Alain Schnapp – Storia universale delle rovine

Le ferite dell’uomo e del tempo

di Salvatore Settis

Alain Schnapp
Storia universale delle rovine

Dalle origini all’età dei Lumi
ed. orig. 2020, trad. dal francese di Anna Delfina Arcostanzo e Valentina Palombi,
pp. X-925, € 120,
Einaudi, Torino 2023

Alain Schnapp si distingue fra gli archeologi classici per un largo sguardo comparativo, e la dedica del libro a Jean-Pierre Vernant ne indica la matrice nella grande “svolta antropologica” dell’antichistica francese.
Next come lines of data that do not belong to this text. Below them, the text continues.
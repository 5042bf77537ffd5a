use std::collections::BTreeMap;
use std::sync::{Arc, PoisonError};
use std::time::Instant;

use serde::Serialize;
use serde_json::{json, Map, Value};

use sentinel_core::error::{Result, SentinelError};
use sentinel_core::{AuditKind, AuditRecord, Decision, Effect, InferenceReport};

use crate::audit::AuditRecorder;
use crate::config::SentinelConfig;
use crate::limits::{Clock, RateLimitStats, RateLimiter, SpendGuard, SystemClock};
use crate::obs::SentinelMetrics;
use crate::policy::{PolicyConfig, PolicyEvaluator};

use super::identity_lock::IdentityLocks;

pub const RATE_LIMIT_REASON: &str = "rate limit exceeded";

/// Numeric limits the engine is built with.
#[derive(Debug, Clone, Copy, PartialEq)]
pub struct EngineLimits {
    pub default_spend_limit: f64,
    pub bucket_capacity: f64,
    pub refill_per_sec: f64,
}

impl From<&SentinelConfig> for EngineLimits {
    fn from(cfg: &SentinelConfig) -> Self {
        Self {
            default_spend_limit: cfg.budget.default_limit,
            bucket_capacity: cfg.rate_limit.capacity,
            refill_per_sec: cfg.rate_limit.refill_per_sec,
        }
    }
}

/// One action an agent wants to perform.
#[derive(Debug, Clone, Default, PartialEq)]
pub struct CheckRequest {
    pub identity: String,
    pub action: String,
    pub context: Map<String, Value>,
    pub cost_estimate: Option<f64>,
}

impl CheckRequest {
    pub fn new(identity: impl Into<String>, action: impl Into<String>) -> Self {
        Self {
            identity: identity.into(),
            action: action.into(),
            ..Self::default()
        }
    }

    pub fn with_context(mut self, context: Map<String, Value>) -> Self {
        self.context = context;
        self
    }

    pub fn with_cost(mut self, cost: f64) -> Self {
        self.cost_estimate = Some(cost);
        self
    }

    /// Caller contract: identity and action present, cost finite and not
    /// negative. The identity is opaque; only an empty one is rejected.
    pub fn validate(&self) -> Result<()> {
        if self.identity.is_empty() {
            return Err(SentinelError::BadRequest("identity is required".into()));
        }
        if self.action.trim().is_empty() {
            return Err(SentinelError::BadRequest("action is required".into()));
        }
        if let Some(cost) = self.cost_estimate {
            if !cost.is_finite() {
                return Err(SentinelError::BadRequest("costEstimate must be a finite number".into()));
            }
            if cost < 0.0 {
                return Err(SentinelError::BadRequest("costEstimate must not be negative".into()));
            }
        }
        Ok(())
    }
}

#[derive(Debug, Clone, Copy, PartialEq, Serialize)]
pub struct BudgetStats {
    pub used: f64,
    pub limit: f64,
    pub remaining: f64,
}

#[derive(Debug, Clone, PartialEq, Serialize)]
#[serde(rename_all = "camelCase")]
pub struct IdentityStats {
    #[serde(rename = "userId")]
    pub identity: String,
    pub budget: BudgetStats,
    pub rate_limit: RateLimitStats,
}

/// Composes rate limiter, spend guard, and policy evaluator into one
/// side-effecting `evaluate` call, and writes the audit trail.
pub struct DecisionEngine {
    rate_limiter: RateLimiter,
    spend: SpendGuard,
    policy: PolicyEvaluator,
    audit: Arc<AuditRecorder>,
    locks: IdentityLocks,
    metrics: Arc<SentinelMetrics>,
}

impl DecisionEngine {
    pub fn new(limits: EngineLimits, policy: PolicyConfig, audit: Arc<AuditRecorder>) -> Result<Self> {
        Self::with_clock(limits, policy, audit, Arc::new(SystemClock))
    }

    pub fn with_clock(
        limits: EngineLimits,
        policy: PolicyConfig,
        audit: Arc<AuditRecorder>,
        clock: Arc<dyn Clock>,
    ) -> Result<Self> {
        Ok(Self {
            rate_limiter: RateLimiter::with_clock(limits.bucket_capacity, limits.refill_per_sec, clock),
            spend: SpendGuard::new(limits.default_spend_limit),
            policy: PolicyEvaluator::new(policy)?,
            audit,
            locks: IdentityLocks::new(),
            metrics: Arc::new(SentinelMetrics::default()),
        })
    }

    pub fn with_metrics(mut self, metrics: Arc<SentinelMetrics>) -> Self {
        self.metrics = metrics;
        self
    }

    /// Decide whether `req` may proceed.
    ///
    /// Order: rate limit, spend check, policy; the first block ends the
    /// evaluation with nothing deducted. A granted request with a cost
    /// estimate is charged before returning. Exactly one audit record per
    /// outcome, except warn-then-allow which records the warning and the
    /// grant. Only caller-contract violations return `Err`.
    pub fn evaluate(&self, req: &CheckRequest) -> Result<Decision> {
        req.validate()?;
        let started = Instant::now();

        let cell = self.locks.cell(&req.identity);
        let _guard = cell.lock().unwrap_or_else(PoisonError::into_inner);

        let (decision, stage) = self.evaluate_locked(req);

        let outcome = if decision.allowed { "allow" } else { "block" };
        self.metrics
            .decisions
            .inc(&[("outcome", outcome), ("stage", stage)]);
        self.metrics
            .evaluate_duration
            .observe(&[("outcome", outcome)], started.elapsed());

        tracing::debug!(
            identity = %req.identity,
            action = %req.action,
            allowed = decision.allowed,
            stage,
            "evaluated"
        );
        Ok(decision)
    }

    fn evaluate_locked(&self, req: &CheckRequest) -> (Decision, &'static str) {
        let identity = req.identity.as_str();

        // 1) rate limit
        if !self.rate_limiter.try_consume(identity, 1.0) {
            let stats = self.rate_limiter.stats(identity);
            self.emit(
                AuditRecord::new(AuditKind::GovernanceBlock, identity)
                    .with_action(&req.action)
                    .with_reason("rate_limit")
                    .with_details(json!({ "rateLimitStats": stats })),
            );
            return (Decision::blocked(RATE_LIMIT_REASON), "rate_limit");
        }

        // 2) spend pre-check (no deduction on failure)
        if let Some(cost) = req.cost_estimate {
            if !self.spend.check(identity, cost) {
                let used = self.spend.usage(identity);
                let limit = self.spend.limit(identity);
                self.emit(
                    AuditRecord::new(AuditKind::GovernanceBlock, identity)
                        .with_action(&req.action)
                        .with_reason("budget_exceeded")
                        .with_details(json!({
                            "costEstimate": cost,
                            "currentUsage": used,
                            "limit": limit,
                        })),
                );
                let reason = format!("budget exceeded (used: {used:.2}, limit: {limit:.2})");
                return (Decision::blocked(reason), "budget");
            }
        }

        // 3) policy, with the caller's identity as userId
        let mut policy_ctx = req.context.clone();
        policy_ctx.insert("userId".to_string(), Value::String(req.identity.clone()));
        let verdict = self.policy.evaluate(&req.action, &policy_ctx);

        let mut warnings = Vec::new();
        match verdict.effect {
            Effect::Deny => {
                self.emit(
                    AuditRecord::new(AuditKind::GovernanceBlock, identity)
                        .with_action(&req.action)
                        .with_reason("policy_violation")
                        .with_details(json!({
                            "matchedRule": verdict.matched_rule_id,
                            "policyReason": verdict.reason,
                            "context": req.context,
                        })),
                );
                let decision = Decision::blocked(verdict.reason).with_rule(verdict.matched_rule_id);
                return (decision, "policy");
            }
            Effect::Warn => {
                self.emit(
                    AuditRecord::new(AuditKind::GovernanceWarning, identity)
                        .with_action(&req.action)
                        .with_reason("policy_warning")
                        .with_details(json!({
                            "matchedRule": verdict.matched_rule_id,
                            "policyReason": verdict.reason,
                            "context": req.context,
                        })),
                );
                warnings.push(verdict.reason.clone());
            }
            Effect::Allow => {}
        }

        // 4) commit
        let mut details = json!({ "context": req.context });
        if let Some(cost) = req.cost_estimate {
            self.spend.deduct(identity, cost);
            details["costEstimate"] = json!(cost);
            details["newUsage"] = json!(self.spend.usage(identity));
        }
        if let Some(rule) = &verdict.matched_rule_id {
            details["matchedRule"] = json!(rule);
        }
        self.emit(
            AuditRecord::new(AuditKind::GovernanceAllow, identity)
                .with_action(&req.action)
                .with_details(details),
        );

        (
            Decision::granted(verdict.effect, verdict.matched_rule_id, warnings),
            "granted",
        )
    }

    fn emit(&self, record: AuditRecord) {
        self.metrics
            .audit_records
            .inc(&[("type", record.kind.as_str())]);
        self.audit.record(record);
    }

    /// Record model-inference usage reported by an agent. Spend is untouched.
    pub fn record_inference(&self, identity: &str, report: &InferenceReport) -> Result<()> {
        if identity.is_empty() {
            return Err(SentinelError::BadRequest("identity is required".into()));
        }
        if report.provider_id.trim().is_empty() || report.model.trim().is_empty() {
            return Err(SentinelError::BadRequest("providerId and model are required".into()));
        }
        self.emit(AuditRecord::inference(identity, report));
        Ok(())
    }

    pub fn set_limit(&self, identity: &str, limit: f64) -> Result<()> {
        if identity.is_empty() {
            return Err(SentinelError::BadRequest("identity is required".into()));
        }
        if !limit.is_finite() {
            return Err(SentinelError::BadRequest("limit must be a finite number".into()));
        }
        let cell = self.locks.cell(identity);
        let _guard = cell.lock().unwrap_or_else(PoisonError::into_inner);
        self.spend.set_limit(identity, limit);
        tracing::info!(%identity, limit, "spend limit set");
        Ok(())
    }

    pub fn reset_usage(&self, identity: &str) -> Result<()> {
        if identity.is_empty() {
            return Err(SentinelError::BadRequest("identity is required".into()));
        }
        let cell = self.locks.cell(identity);
        let _guard = cell.lock().unwrap_or_else(PoisonError::into_inner);
        self.spend.reset(identity);
        tracing::info!(%identity, "spend usage reset");
        Ok(())
    }

    pub fn reset_all(&self) {
        self.spend.reset_all();
        tracing::info!("spend usage reset for all identities");
    }

    pub fn stats(&self, identity: &str) -> IdentityStats {
        IdentityStats {
            identity: identity.to_string(),
            budget: BudgetStats {
                used: self.spend.usage(identity),
                limit: self.spend.limit(identity),
                remaining: self.spend.remaining(identity),
            },
            rate_limit: self.rate_limiter.stats(identity),
        }
    }

    pub fn usage_snapshot(&self) -> BTreeMap<String, f64> {
        self.spend.usage_snapshot()
    }

    pub fn restore_usage(&self, usage: &BTreeMap<String, f64>) -> usize {
        self.spend.restore_usage(usage)
    }

    pub fn tracked_identities(&self) -> usize {
        self.rate_limiter.tracked()
    }

    pub fn policy(&self) -> &PolicyEvaluator {
        &self.policy
    }

    pub fn spend(&self) -> &SpendGuard {
        &self.spend
    }

    pub fn audit(&self) -> &Arc<AuditRecorder> {
        &self.audit
    }

    pub fn metrics(&self) -> &Arc<SentinelMetrics> {
        &self.metrics
    }
}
Uno sguardo dall’alto sul mondo antico ispirò anni fa il libro collettivo da lui curato, World Antiquarianism. Comparative Perspectives (Getty Publications, 2014), che affrontava per la prima volta in tanta ampiezza lo studio delle testimonianze del passato, un percorso che dagli “antiquari” europei e cinesi sfocia nelle odierne archeologie. Se in quel libro la comparazione si articolava a parte subiecti (gli antiquari), questa veramente universale Storia delle rovine è costruita, invece, a parte obiecti, e propone un’analisi delle strategie della memoria collettiva a partire dalla domanda: “Che cos’è una rovina?”.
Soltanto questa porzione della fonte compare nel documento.